Última atualização em 2 de julho de 2025

Na reta final, a campanha eleitoral presidencial dos EUA se torna realmente emocionante e estranha. A morte de um esquilo sob custódia da Agência de Proteção Ambiental de Nova York na última quarta-feira desencadeou uma discussão difamatória que destaca a cultura do debate político no exterior.

O roedor domesticado era uma estrela do Instagram com 600.000 seguidores. Depois que uma pessoa invejosa aparentemente denunciou o dono por violar a proibição de manter animais selvagens, a Agência de Proteção Ambiental de Nova York confiscou o animal. Peanut supostamente resistiu e mordeu um funcionário do governo. Portanto, o animal foi testado para raiva, diagnosticado como doente e sacrificado. No entanto, quase ninguém acredita no diagnóstico de raiva das autoridades, já que Peanut parecia saudável e animado em suas aparições diárias em vídeos.

Até aqui, tudo trágico. Mas aí o caso se tornou político.

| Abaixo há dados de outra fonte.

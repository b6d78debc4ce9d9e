//! Loop-closure worker thread.
//!
//! Runs at `loop_closure_frequency`. Each pass copies what it needs from
//! the keyframe store under the estimator lock (keypose snapshot plus the
//! two assembled neighborhoods), runs ICP with the lock released, and
//! re-acquires it only to push the verified constraint.

use std::sync::atomic::{AtomicBool, Ordering};
use std::sync::Arc;
use std::thread::{self, JoinHandle};
use std::time::Duration;

use crate::adapters::PendingLoopFactor;
use crate::config::LoopClosureConfig;
use crate::core::types::Pose3D;
use crate::matching::{align, IcpConfig};
use crate::state::SlamContextHandle;

/// Minimum points in the current-keyframe cloud to attempt ICP.
const MIN_CURRENT_CLOUD: usize = 300;

/// Minimum points in the historical neighborhood to attempt ICP.
const MIN_HISTORY_CLOUD: usize = 1000;

/// Handle for the loop-closure worker.
pub struct LoopClosureThread {
    handle: JoinHandle<()>,
}

impl LoopClosureThread {
    /// Spawn the worker. Returns immediately when loop closure is disabled.
    pub fn spawn(
        ctx: SlamContextHandle,
        config: LoopClosureConfig,
        running: Arc<AtomicBool>,
    ) -> Self {
        let handle = thread::Builder::new()
            .name("loop-closure".into())
            .spawn(move || {
                if !config.loop_closure_enable_flag {
                    return;
                }
                let period = Duration::from_secs_f64(1.0 / config.loop_closure_frequency.max(1e-3));
                while running.load(Ordering::Relaxed) {
                    thread::sleep(period);
                    perform_loop_closure(&ctx, &config);
                }
            })
            .expect("failed to spawn loop-closure thread");

        Self { handle }
    }

    /// Wait for the worker to finish.
    pub fn join(self) -> thread::Result<()> {
        self.handle.join()
    }
}

/// One loop-closure pass. Public so offline pipelines can drive it
/// synchronously between steps.
pub fn perform_loop_closure(ctx: &SlamContextHandle, config: &LoopClosureConfig) {
    // Copy everything ICP needs while holding the estimator lock
    let prepared = {
        let estimator = ctx.estimator.lock();
        if estimator.keyframes().is_empty() {
            return;
        }

        let keyposes: Vec<(f64, Pose3D)> = estimator
            .keyframes()
            .iter()
            .map(|kf| (kf.time, kf.pose))
            .collect();

        let external = ctx.loop_info.lock().pop();
        let candidate = external
            .and_then(|(time_cur, time_pre)| detect_external(&keyposes, time_cur, time_pre, config))
            .or_else(|| detect_by_distance(&keyposes, config))
            .filter(|&(cur, _)| !estimator.loop_queue().contains_cur(cur));

        candidate.map(|(cur, pre)| {
            (
                cur,
                pre,
                estimator.assemble_near_keyframes(cur, 0),
                estimator.assemble_near_keyframes(pre, config.history_keyframe_search_num),
                keyposes[cur].1,
                keyposes[pre].1,
            )
        })
    };

    let (cur, pre, cur_cloud, pre_cloud, pose_cur, pose_pre) = match prepared {
        Some(prepared) => prepared,
        None => return,
    };

    if cur_cloud.len() < MIN_CURRENT_CLOUD || pre_cloud.len() < MIN_HISTORY_CLOUD {
        return;
    }

    // ICP runs with the lock released
    let icp_config = IcpConfig {
        max_correspondence_distance: (config.history_keyframe_search_radius * 2.0) as f32,
        ..IcpConfig::default()
    };
    let result = align(&cur_cloud, &pre_cloud, &icp_config);

    if !result.converged || result.fitness > config.history_keyframe_fitness_score {
        return;
    }

    // Pre-multiply: the ICP correction moves the wrongly-placed current
    // keyframe onto the map, then the constraint is measured to the old one.
    let corrected = result.transform.compose(&pose_cur);
    let between = corrected.between(&pose_pre);

    let accepted = ctx.estimator.lock().push_loop_factor(PendingLoopFactor {
        cur,
        pre,
        between,
        noise: result.fitness as f64,
    });
    if accepted {
        log::info!(
            "loop closure verified between keyframes {} and {} (fitness {:.3})",
            cur,
            pre,
            result.fitness
        );
    }
}

/// Distance-based candidate: the newest keyframe against the oldest
/// keyframe inside the search radius that is old enough.
fn detect_by_distance(
    keyposes: &[(f64, Pose3D)],
    config: &LoopClosureConfig,
) -> Option<(usize, usize)> {
    let cur = keyposes.len() - 1;
    let (time_cur, pose_cur) = keyposes[cur];

    let radius_sq = config.history_keyframe_search_radius * config.history_keyframe_search_radius;
    for (id, (time, pose)) in keyposes.iter().enumerate() {
        if id == cur {
            continue;
        }
        let d = pose.translation() - pose_cur.translation();
        if d.norm_squared() > radius_sq {
            continue;
        }
        if (time_cur - time).abs() > config.history_keyframe_search_time_diff {
            return Some((cur, id));
        }
    }
    None
}

/// Map an external `(time_cur, time_pre)` candidate onto keyframe ids.
fn detect_external(
    keyposes: &[(f64, Pose3D)],
    time_cur: f64,
    time_pre: f64,
    config: &LoopClosureConfig,
) -> Option<(usize, usize)> {
    if (time_cur - time_pre).abs() < config.history_keyframe_search_time_diff {
        return None;
    }
    if keyposes.len() < 2 {
        return None;
    }

    let mut cur = keyposes.len() - 1;
    for (id, (time, _)) in keyposes.iter().enumerate().rev() {
        if *time >= time_cur {
            cur = id;
        } else {
            break;
        }
    }

    let mut pre = 0;
    for (id, (time, _)) in keyposes.iter().enumerate() {
        if *time <= time_pre {
            pre = id;
        } else {
            break;
        }
    }

    if cur == pre {
        return None;
    }
    Some((cur, pre))
}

Alguém falsificou um comunicado de imprensa de Donald Trump afirmando: "As autoridades de Nova York, sob seu terrível governador, estão investindo mais energia em encontrar e eliminar um esquilo aparentemente inocente do que em controlar o fluxo desenfreado de imigrantes ilegais que chegam ao estado."

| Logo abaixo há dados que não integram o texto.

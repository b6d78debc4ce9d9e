//! Error types for GatiSLAM

use thiserror::Error;

/// GatiSLAM error type
#[derive(Error, Debug)]
pub enum GatiError {
    #[error("I/O error: {0}")]
    Io(#[from] std::io::Error),

    #[error("Configuration error: {0}")]
    Config(String),

    #[error("Solver error: {0}")]
    Solver(String),

    #[error("Artifact error: {0}")]
    Artifact(String),
}

impl From<toml::de::Error> for GatiError {
    fn from(e: toml::de::Error) -> Self {
        GatiError::Config(e.to_string())
    }
}

impl From<serde_yaml::Error> for GatiError {
    fn from(e: serde_yaml::Error) -> Self {
        GatiError::Artifact(e.to_string())
    }
}

pub type Result<T> = std::result::Result<T, GatiError>;
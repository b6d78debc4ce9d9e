//! Dynamic object tracking.

mod track;
mod tracker;

pub use track::ObjectTrack;
pub use tracker::{build_detection_sets, DetectionSets, ObjectTracker};
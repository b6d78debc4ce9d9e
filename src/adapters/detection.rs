//! Asynchronous object detection requests.
//!
//! One request per LiDAR step, launched at step entry and joined before
//! factor emission. At-most-once delivery: a service that fails or panics
//! yields a detection-free step.

use std::sync::Arc;
use std::thread::{self, JoinHandle};

use crate::core::types::{BoundingBox3, PointCloud3D};

/// The external object detector.
///
/// Request is the raw deskewed cloud; response is a set of oriented boxes
/// with per-box scores, or `None` when the detector is unavailable.
pub trait DetectionService: Send + Sync {
    fn detect(&self, cloud: &PointCloud3D) -> Option<Vec<BoundingBox3>>;
}

/// A one-shot in-flight detection request.
pub struct DetectionRequest {
    handle: JoinHandle<Option<Vec<BoundingBox3>>>,
}

impl DetectionRequest {
    /// Launch the request on its own thread.
    pub fn launch(service: Arc<dyn DetectionService>, cloud: PointCloud3D) -> Self {
        let handle = thread::spawn(move || service.detect(&cloud));
        Self { handle }
    }

    /// Join the request. A panicked service counts as no response.
    pub fn join(self) -> Option<Vec<BoundingBox3>> {
        match self.handle.join() {
            Ok(result) => result,
            Err(_) => {
                log::warn!("detection service panicked; treating step as detection-free");
                None
            }
        }
    }
}
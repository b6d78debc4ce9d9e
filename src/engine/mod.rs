//! Estimation engine: keyframe store, sub-map assembly, joint estimator.

mod estimator;
mod keyframe;
mod submap;

pub use estimator::{JointEstimator, ObjectStateOutput, StepOutput};
pub use keyframe::{Keyframe, KeyframeStore};
pub use submap::{select_surrounding_keyframes, SubmapCache};
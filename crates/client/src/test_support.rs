//! In-memory signer and comet transport doubles for unit tests, plus a
//! one-shot loopback HTTP server for exercising the reqwest adapters.

use std::collections::{HashMap, VecDeque};
use std::sync::atomic::{AtomicUsize, Ordering};
use std::sync::{Arc, Mutex};
use std::time::Duration;

use async_trait::async_trait;
use plurk_domain::error::{Error, Result};
use plurk_domain::token::TokenPair;
use tokio::io::{AsyncReadExt, AsyncWriteExt};
use tokio::net::{TcpListener, TcpStream};
use tokio::task::JoinHandle;

use crate::signer::{OAuthSigner, Params, SignedResponse};
use crate::transport::{CometBody, CometTransport};

#[derive(Debug, Clone)]
pub struct RecordedCall {
    pub url: String,
    pub token: Option<TokenPair>,
    pub params: Option<Params>,
}

/// Signer that replays queued responses and records every call.
#[derive(Default)]
pub struct MockSigner {
    responses: Mutex<VecDeque<Result<SignedResponse>>>,
    calls: Mutex<Vec<RecordedCall>>,
}

impl MockSigner {
    pub fn push_ok(&self, status: u16, body: &str) {
        self.responses.lock().unwrap().push_back(Ok(SignedResponse {
            status,
            body: body.to_owned(),
        }));
    }

    pub fn push_err(&self, err: Error) {
        self.responses.lock().unwrap().push_back(Err(err));
    }

    pub fn calls(&self) -> Vec<RecordedCall> {
        self.calls.lock().unwrap().clone()
    }
}

#[async_trait]
impl OAuthSigner for MockSigner {
    async fn signed_post(
        &self,
        url: &str,
        token: Option<&TokenPair>,
        params: Option<&Params>,
    ) -> Result<SignedResponse> {
        self.calls.lock().unwrap().push(RecordedCall {
            url: url.to_owned(),
            token: token.cloned(),
            params: params.cloned(),
        });
        self.responses
            .lock()
            .unwrap()
            .pop_front()
            .unwrap_or_else(|| Err(Error::Transport("no scripted response".into())))
    }

    async fn request_token(&self, url: &str, callback: Option<&str>) -> Result<TokenPair> {
        let mut params = Params::new();
        if let Some(cb) = callback {
            params.insert("oauth_callback".into(), cb.to_owned());
        }
        self.calls.lock().unwrap().push(RecordedCall {
            url: url.to_owned(),
            token: None,
            params: Some(params),
        });
        Ok(TokenPair::new("req-token", "req-secret"))
    }

    async fn access_token(
        &self,
        url: &str,
        request_token: &TokenPair,
        verifier: &str,
    ) -> Result<TokenPair> {
        let mut params = Params::new();
        params.insert("oauth_verifier".into(), verifier.to_owned());
        self.calls.lock().unwrap().push(RecordedCall {
            url: url.to_owned(),
            token: Some(request_token.clone()),
            params: Some(params),
        });
        if verifier.is_empty() {
            return Err(Error::Auth("access token: missing verifier".into()));
        }
        Ok(TokenPair::new("acc-token", "acc-secret"))
    }
}

// ━━━━━━━━━━━━━━━━━━━━━━━━━━━━━━━━━━━━━━━━━━━━━━━━━━━━━━━━━━━━━━━━━━
// Scripted comet transport
// ━━━━━━━━━━━━━━━━━━━━━━━━━━━━━━━━━━━━━━━━━━━━━━━━━━━━━━━━━━━━━━━━━━

/// One scripted comet response.
pub enum Script {
    /// `open` fails immediately.
    Fail(Error),
    /// Headers after `delay`, then each chunk after its own delay.
    Respond {
        delay: Duration,
        status: u16,
        chunks: Vec<(Duration, Vec<u8>)>,
    },
}

impl Script {
    /// An immediate, single-chunk response.
    pub fn body(status: u16, body: &str) -> Self {
        Script::Respond {
            delay: Duration::ZERO,
            status,
            chunks: vec![(Duration::ZERO, body.as_bytes().to_vec())],
        }
    }
}

/// Comet transport that replays scripts in order and counts delivered
/// chunks.
#[derive(Default)]
pub struct ScriptedTransport {
    scripts: Mutex<VecDeque<Script>>,
    urls: Mutex<Vec<String>>,
    delivered: Arc<AtomicUsize>,
}

impl ScriptedTransport {
    pub fn push(&self, script: Script) {
        self.scripts.lock().unwrap().push_back(script);
    }

    pub fn urls(&self) -> Vec<String> {
        self.urls.lock().unwrap().clone()
    }

    /// Chunks handed to a caller so far.
    pub fn delivered(&self) -> usize {
        self.delivered.load(Ordering::SeqCst)
    }
}

#[async_trait]
impl CometTransport for ScriptedTransport {
    async fn open(&self, url: &str) -> Result<Box<dyn CometBody>> {
        self.urls.lock().unwrap().push(url.to_owned());
        let script = self.scripts.lock().unwrap().pop_front();
        match script {
            None => Err(Error::Transport("no scripted response".into())),
            Some(Script::Fail(e)) => Err(e),
            Some(Script::Respond {
                delay,
                status,
                chunks,
            }) => {
                tokio::time::sleep(delay).await;
                Ok(Box::new(ScriptedBody {
                    status,
                    chunks: chunks.into(),
                    delivered: self.delivered.clone(),
                }))
            }
        }
    }
}

struct ScriptedBody {
    status: u16,
    chunks: VecDeque<(Duration, Vec<u8>)>,
    delivered: Arc<AtomicUsize>,
}

#[async_trait]
impl CometBody for ScriptedBody {
    fn status(&self) -> u16 {
        self.status
    }

    async fn next_chunk(&mut self) -> Result<Option<Vec<u8>>> {
        let Some((delay, chunk)) = self.chunks.pop_front() else {
            return Ok(None);
        };
        tokio::time::sleep(delay).await;
        self.delivered.fetch_add(1, Ordering::SeqCst);
        Ok(Some(chunk))
    }
}

// ━━━━━━━━━━━━━━━━━━━━━━━━━━━━━━━━━━━━━━━━━━━━━━━━━━━━━━━━━━━━━━━━━━
// Loopback HTTP server
// ━━━━━━━━━━━━━━━━━━━━━━━━━━━━━━━━━━━━━━━━━━━━━━━━━━━━━━━━━━━━━━━━━━

/// A request as seen on the wire. Header names are lowercased.
#[derive(Debug, Clone)]
pub struct CapturedRequest {
    pub method: String,
    pub path: String,
    pub headers: HashMap<String, String>,
    pub body: String,
}

impl CapturedRequest {
    pub fn header(&self, name: &str) -> &str {
        self.headers.get(name).map(String::as_str).unwrap_or_default()
    }
}

/// Accept one connection on 127.0.0.1, capture its request, wait `stall`,
/// then answer with `status` and `body`.
///
/// Returns the server's base URL (with trailing slash) and a handle that
/// resolves to the captured request once the response is written.
pub async fn serve_once(
    status: u16,
    body: &str,
    stall: Duration,
) -> (String, JoinHandle<CapturedRequest>) {
    let listener = TcpListener::bind("127.0.0.1:0").await.unwrap();
    let addr = listener.local_addr().unwrap();
    let body = body.to_owned();

    let handle = tokio::spawn(async move {
        let (mut socket, _) = listener.accept().await.unwrap();
        let request = read_request(&mut socket).await;
        tokio::time::sleep(stall).await;

        let head = format!(
            "HTTP/1.1 {status} Scripted\r\nContent-Type: text/plain\r\nContent-Length: {}\r\nConnection: close\r\n\r\n",
            body.len()
        );
        socket.write_all(head.as_bytes()).await.unwrap();
        socket.write_all(body.as_bytes()).await.unwrap();
        let _ = socket.shutdown().await;
        request
    });

    (format!("http://{addr}/"), handle)
}

async fn read_request(socket: &mut TcpStream) -> CapturedRequest {
    let mut buf = Vec::new();
    let mut chunk = [0u8; 4096];

    let header_end = loop {
        let n = socket.read(&mut chunk).await.unwrap();
        assert!(n > 0, "connection closed before request headers");
        buf.extend_from_slice(&chunk[..n]);
        if let Some(pos) = buf.windows(4).position(|w| w == b"\r\n\r\n") {
            break pos + 4;
        }
    };

    let head = String::from_utf8_lossy(&buf[..header_end]).into_owned();
    let mut lines = head.split("\r\n");
    let mut request_line = lines.next().unwrap_or_default().split(' ');
    let method = request_line.next().unwrap_or_default().to_owned();
    let path = request_line.next().unwrap_or_default().to_owned();
    let headers: HashMap<String, String> = lines
        .filter_map(|line| line.split_once(':'))
        .map(|(k, v)| (k.trim().to_ascii_lowercase(), v.trim().to_owned()))
        .collect();

    let len = headers
        .get("content-length")
        .and_then(|v| v.parse::<usize>().ok())
        .unwrap_or(0);
    while buf.len() < header_end + len {
        let n = socket.read(&mut chunk).await.unwrap();
        assert!(n > 0, "connection closed before request body");
        buf.extend_from_slice(&chunk[..n]);
    }
    let body = String::from_utf8_lossy(&buf[header_end..header_end + len]).into_owned();

    CapturedRequest {
        method,
        path,
        headers,
        body,
    }
}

Quando a farsa foi exposta, já era tarde demais: a declaração já havia circulado nas redes sociais e foi comemorada. Inúmeros apoiadores de Trump ofereceram explicações genuínas sobre o caso, que havia se tornado politicamente carregado por meio de uma farsa, incluindo o congressista de Nova York Nick Langworthy, que lamentou: "No estado de Nova York, temos santuários para imigrantes ilegais enquanto animais de estimação inocentes estão sendo mortos."

Elon Musk seguiu o mesmo raciocínio, tuitando: "O governo não deveria ter o direito de invadir sua casa e matar seu animal de estimação! Isso é doentio."

Agora, circulam fotos de uma policial de Nova York supostamente responsável pela morte do esquilo, que desde então foi banida das ruas. As ameaças mais cruéis foram feitas contra ela e outras pessoas envolvidas no caso do amendoim.

Peanut mostra um espelho da política e da mídia nos EUA. Aproximando-se da linha de chegada, a situação política nos EUA se assemelha à de uma novela: a caricatura de uma democracia que aparentemente quase ninguém mais leva a sério.